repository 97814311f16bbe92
//! Client entrypoint for the CSR build.

// Bin target reuses lib deps, silence noisy lint.
#![allow(unused_crate_dependencies)]

use graph_view::{App, init_logging};
use leptos::prelude::*;

fn main() {
	init_logging();

	mount_to_body(|| {
		view! { <App /> }
	})
}
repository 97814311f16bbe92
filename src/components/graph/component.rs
//! Leptos component wrapping the SVG graph view.
//!
//! The component renders an `<svg>` element and wires up mouse/wheel event
//! handlers for node dragging, panning, zooming, click selection, and
//! double-click subtree collapsing. An animation loop runs via
//! `requestAnimationFrame`, advancing the physics simulation and rebuilding
//! the SVG scene each frame.

use std::cell::RefCell;
use std::rc::Rc;

use leptos::prelude::*;
use wasm_bindgen::JsCast;
use wasm_bindgen::prelude::*;
use web_sys::{Element, MouseEvent, SvgsvgElement, WheelEvent, Window};

use super::render::{self, Scene};
use super::selection::SelectionSnapshot;
use super::state::GraphState;
use super::theme::Theme;
use super::types::{GraphConfig, GraphData};

/// Mouse travel below this many pixels counts as a click, not a drag.
const CLICK_SLOP: f64 = 4.0;

/// Bundles simulation state with behavioral and visual configuration.
struct GraphContext {
	state: GraphState,
	config: GraphConfig,
	theme: Theme,
	last_frame: f64,
}

/// Emits the selection snapshot to the callback if it changed since the
/// last notification.
fn notify(
	context: &Rc<RefCell<Option<GraphContext>>>,
	callback: Option<Callback<SelectionSnapshot>>,
) {
	let changed = context
		.borrow_mut()
		.as_mut()
		.and_then(|c| c.state.take_selection_change());
	if let (Some(snapshot), Some(callback)) = (changed, callback) {
		callback.run(snapshot);
	}
}

/// Link key carried on the event target's `data-key` attribute, if the
/// gesture ended on a link path.
fn clicked_link_key(ev: &MouseEvent) -> Option<String> {
	ev.target()?
		.dyn_into::<Element>()
		.ok()?
		.get_attribute("data-key")
}

/// Renders an interactive force-directed graph as SVG.
///
/// Pass graph data via the reactive `data` signal. The component sizes
/// itself to its parent container by default; set `fullscreen = true` to
/// fill the viewport and resize automatically with the window. Explicit
/// `width`/`height` override automatic sizing.
///
/// Clicking a node or a link toggles its selection; clicking the background
/// clears it. `on_selection_change` is invoked with a frozen snapshot
/// whenever the selection observably changes. Double-clicking a node
/// collapses or expands its subtree when the config allows it.
#[component]
pub fn GraphView(
	/// Graph nodes and links to lay out and render.
	#[prop(into)]
	data: Signal<GraphData>,
	/// Behavioral configuration. Defaults to [`GraphConfig::default`].
	#[prop(default = None)]
	config: Option<GraphConfig>,
	/// Visual theme. Defaults to [`Theme::default`].
	#[prop(default = None)]
	theme: Option<Theme>,
	/// Fill the viewport and track window resizes.
	#[prop(default = false)]
	fullscreen: bool,
	/// Explicit width, overriding parent sizing.
	#[prop(default = None)]
	width: Option<f64>,
	/// Explicit height, overriding parent sizing.
	#[prop(default = None)]
	height: Option<f64>,
	/// Initial selection seeded at mount, without firing the callback.
	#[prop(default = None)]
	selected: Option<SelectionSnapshot>,
	/// Invoked with a snapshot whenever the selection changes.
	#[prop(optional, into)]
	on_selection_change: Option<Callback<SelectionSnapshot>>,
) -> impl IntoView {
	let svg_ref = NodeRef::<leptos::svg::Svg>::new();
	let context: Rc<RefCell<Option<GraphContext>>> = Rc::new(RefCell::new(None));
	let animate: Rc<RefCell<Option<Closure<dyn FnMut()>>>> = Rc::new(RefCell::new(None));
	let resize_cb: Rc<RefCell<Option<Closure<dyn FnMut()>>>> = Rc::new(RefCell::new(None));
	let scene = RwSignal::new(Scene::default());
	let size = RwSignal::new((800.0_f64, 600.0_f64));

	let config = config.unwrap_or_default();
	let theme = theme.unwrap_or_default();

	// Theme values baked into static parts of the view
	let background = theme.background.to_css();
	let label_color = theme.node.label_color.to_css();
	let label_size = theme.node.label_size;
	let arrow_fill = theme.link.stroke.to_css();
	let directed = config.directed;

	let (context_init, animate_init, resize_cb_init) =
		(context.clone(), animate.clone(), resize_cb.clone());

	Effect::new(move |_| {
		let Some(svg) = svg_ref.get() else {
			return;
		};
		let svg: SvgsvgElement = svg.unchecked_into();
		let window: Window = web_sys::window().unwrap();

		let (w, h) = if fullscreen {
			(
				window.inner_width().unwrap().as_f64().unwrap(),
				window.inner_height().unwrap().as_f64().unwrap(),
			)
		} else {
			(
				width.unwrap_or_else(|| {
					svg.parent_element()
						.map(|p| p.client_width() as f64)
						.unwrap_or(800.0)
				}),
				height.unwrap_or_else(|| {
					svg.parent_element()
						.map(|p| p.client_height() as f64)
						.unwrap_or(600.0)
				}),
			)
		};
		size.set((w, h));

		let mut state = GraphState::new(&data.get(), w, h, &theme);
		if let Some(ref snapshot) = selected {
			state.seed_selection(snapshot);
		}
		*context_init.borrow_mut() = Some(GraphContext {
			state,
			config: config.clone(),
			theme: theme.clone(),
			last_frame: js_sys::Date::now(),
		});

		if fullscreen {
			let context_resize = context_init.clone();
			*resize_cb_init.borrow_mut() = Some(Closure::new(move || {
				let win: Window = web_sys::window().unwrap();
				let (nw, nh) = (
					win.inner_width().unwrap().as_f64().unwrap(),
					win.inner_height().unwrap().as_f64().unwrap(),
				);
				size.set((nw, nh));
				if let Some(ref mut c) = *context_resize.borrow_mut() {
					c.state.resize(nw, nh);
				}
			}));
			if let Some(ref cb) = *resize_cb_init.borrow() {
				let _ =
					window.add_event_listener_with_callback("resize", cb.as_ref().unchecked_ref());
			}
		}

		let (context_anim, animate_inner) = (context_init.clone(), animate_init.clone());
		*animate_init.borrow_mut() = Some(Closure::new(move || {
			if let Some(ref mut c) = *context_anim.borrow_mut() {
				let now = js_sys::Date::now();
				let dt = ((now - c.last_frame) / 1000.0).clamp(0.001, 0.05);
				c.last_frame = now;
				if c.state.animation_running {
					c.state.tick(dt as f32);
				}
				scene.set(render::build_scene(&c.state, &c.config, &c.theme));
			}
			if let Some(ref cb) = *animate_inner.borrow() {
				let _ = web_sys::window()
					.unwrap()
					.request_animation_frame(cb.as_ref().unchecked_ref());
			}
		}));
		if let Some(ref cb) = *animate_init.borrow() {
			let _ = window.request_animation_frame(cb.as_ref().unchecked_ref());
		}
	});

	let event_position = move |ev: &MouseEvent| {
		let svg: SvgsvgElement = svg_ref.get().unwrap().unchecked_into();
		let rect = svg.get_bounding_client_rect();
		(
			ev.client_x() as f64 - rect.left(),
			ev.client_y() as f64 - rect.top(),
		)
	};

	let context_md = context.clone();
	let on_mousedown = move |ev: MouseEvent| {
		let (x, y) = event_position(&ev);

		if let Some(ref mut c) = *context_md.borrow_mut() {
			if let Some((idx, id)) = c.state.node_at_position(x, y, c.config.hit_radius) {
				c.state.drag.active = true;
				c.state.drag.node_idx = Some(idx);
				c.state.drag.node_id = Some(id);
				c.state.drag.start_x = x;
				c.state.drag.start_y = y;
				c.state.graph.visit_nodes(|node| {
					if node.index() == idx {
						c.state.drag.node_start_x = node.x();
						c.state.drag.node_start_y = node.y();
					}
				});
			} else {
				c.state.pan.active = true;
				c.state.pan.start_x = x;
				c.state.pan.start_y = y;
				c.state.pan.transform_start_x = c.state.transform.x;
				c.state.pan.transform_start_y = c.state.transform.y;
			}
		}
	};

	let context_mm = context.clone();
	let on_mousemove = move |ev: MouseEvent| {
		let (x, y) = event_position(&ev);

		if let Some(ref mut c) = *context_mm.borrow_mut() {
			if c.state.drag.active {
				if let Some(idx) = c.state.drag.node_idx {
					let (dx, dy) = (
						(x - c.state.drag.start_x) / c.state.transform.k,
						(y - c.state.drag.start_y) / c.state.transform.k,
					);
					let (nx, ny) = (
						c.state.drag.node_start_x + dx as f32,
						c.state.drag.node_start_y + dy as f32,
					);
					c.state.graph.visit_nodes_mut(|node| {
						if node.index() == idx {
							node.data.x = nx;
							node.data.y = ny;
							node.data.is_anchor = true;
						}
					});
				}
			} else if c.state.pan.active {
				c.state.transform.x = c.state.pan.transform_start_x + (x - c.state.pan.start_x);
				c.state.transform.y = c.state.pan.transform_start_y + (y - c.state.pan.start_y);
			}
		}
	};

	let context_mu = context.clone();
	let on_mouseup = move |ev: MouseEvent| {
		let (x, y) = event_position(&ev);

		if let Some(ref mut c) = *context_mu.borrow_mut() {
			if c.state.drag.active {
				let travel = ((x - c.state.drag.start_x).powi(2)
					+ (y - c.state.drag.start_y).powi(2))
				.sqrt();
				if travel < CLICK_SLOP {
					if let Some(id) = c.state.drag.node_id.take() {
						c.state.selection.toggle_node(&id);
					}
				}
			} else if c.state.pan.active {
				let travel = ((x - c.state.pan.start_x).powi(2)
					+ (y - c.state.pan.start_y).powi(2))
				.sqrt();
				if travel < CLICK_SLOP {
					// released over a link path toggles it; bare background clears
					match clicked_link_key(&ev) {
						Some(key) => c.state.selection.toggle_link(&key),
						None => c.state.selection.clear(),
					}
				}
			}
			c.state.drag.active = false;
			c.state.drag.node_idx = None;
			c.state.drag.node_id = None;
			c.state.pan.active = false;
		}
		notify(&context_mu, on_selection_change);
	};

	let context_ml = context.clone();
	let on_mouseleave = move |_: MouseEvent| {
		if let Some(ref mut c) = *context_ml.borrow_mut() {
			c.state.drag.active = false;
			c.state.drag.node_idx = None;
			c.state.drag.node_id = None;
			c.state.pan.active = false;
		}
	};

	let context_dc = context.clone();
	let on_dblclick = move |ev: MouseEvent| {
		let (x, y) = event_position(&ev);

		if let Some(ref mut c) = *context_dc.borrow_mut() {
			if !c.config.collapsible {
				return;
			}
			if let Some((_, id)) = c.state.node_at_position(x, y, c.config.hit_radius) {
				c.state.toggle_collapse(&id);
			}
		}
	};

	let context_wh = context.clone();
	let on_wheel = move |ev: WheelEvent| {
		ev.prevent_default();
		let (x, y) = event_position(&ev);

		if let Some(ref mut c) = *context_wh.borrow_mut() {
			let factor = if ev.delta_y() > 0.0 { 0.9 } else { 1.1 };
			let new_k = (c.state.transform.k * factor).clamp(0.1, 10.0);
			let ratio = new_k / c.state.transform.k;
			c.state.transform.x = x - (x - c.state.transform.x) * ratio;
			c.state.transform.y = y - (y - c.state.transform.y) * ratio;
			c.state.transform.k = new_k;
		}
	};

	view! {
		<svg
			node_ref=svg_ref
			class="graph-view"
			width=move || size.get().0
			height=move || size.get().1
			on:mousedown=on_mousedown
			on:mousemove=on_mousemove
			on:mouseup=on_mouseup
			on:mouseleave=on_mouseleave
			on:dblclick=on_dblclick
			on:wheel=on_wheel
			style="display: block; cursor: grab; user-select: none;"
		>
			<defs>
				<marker
					id="graph-view-arrow"
					viewBox="0 -4 8 8"
					refX="8"
					refY="0"
					markerWidth="8"
					markerHeight="8"
					orient="auto"
				>
					<path d="M0,-4L8,0L0,4" fill=arrow_fill />
				</marker>
			</defs>
			<rect width="100%" height="100%" fill=background />
			<g transform=move || scene.get().transform>
				{move || {
					scene
						.get()
						.links
						.into_iter()
						.map(|link| {
							let marker = directed.then_some("url(#graph-view-arrow)");
							view! {
								<path
									d=link.d
									stroke=link.stroke
									stroke-width=link.width
									fill="none"
									marker-end=marker
									data-key=link.key
									style="pointer-events: stroke; cursor: pointer;"
								/>
							}
						})
						.collect_view()
				}}
				{
					let label_color = label_color.clone();
					move || {
						let label_color = label_color.clone();
						scene
							.get()
							.nodes
							.into_iter()
							.map(move |node| {
								let label = node.label.as_ref().map(|label| {
									view! {
										<text
											x=node.x + node.radius + 4.0
											y=node.y + 3.0
											fill=label_color.clone()
											font-size=label_size
										>
											{label.clone()}
										</text>
									}
								});
								view! {
									<circle
										cx=node.x
										cy=node.y
										r=node.radius
										fill=node.fill
										stroke=node.stroke
										stroke-width=node.stroke_width
										stroke-dasharray=node.collapsed.then_some("3,2")
									/>
									{label}
								}
							})
							.collect_view()
					}
				}
			</g>
		</svg>
	}
}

**What the task requires**
Search the records for the word "links" and copy every line where it occurs.

**Output for this exercise**
	/// Graph nodes and links to lay out and render.
						.links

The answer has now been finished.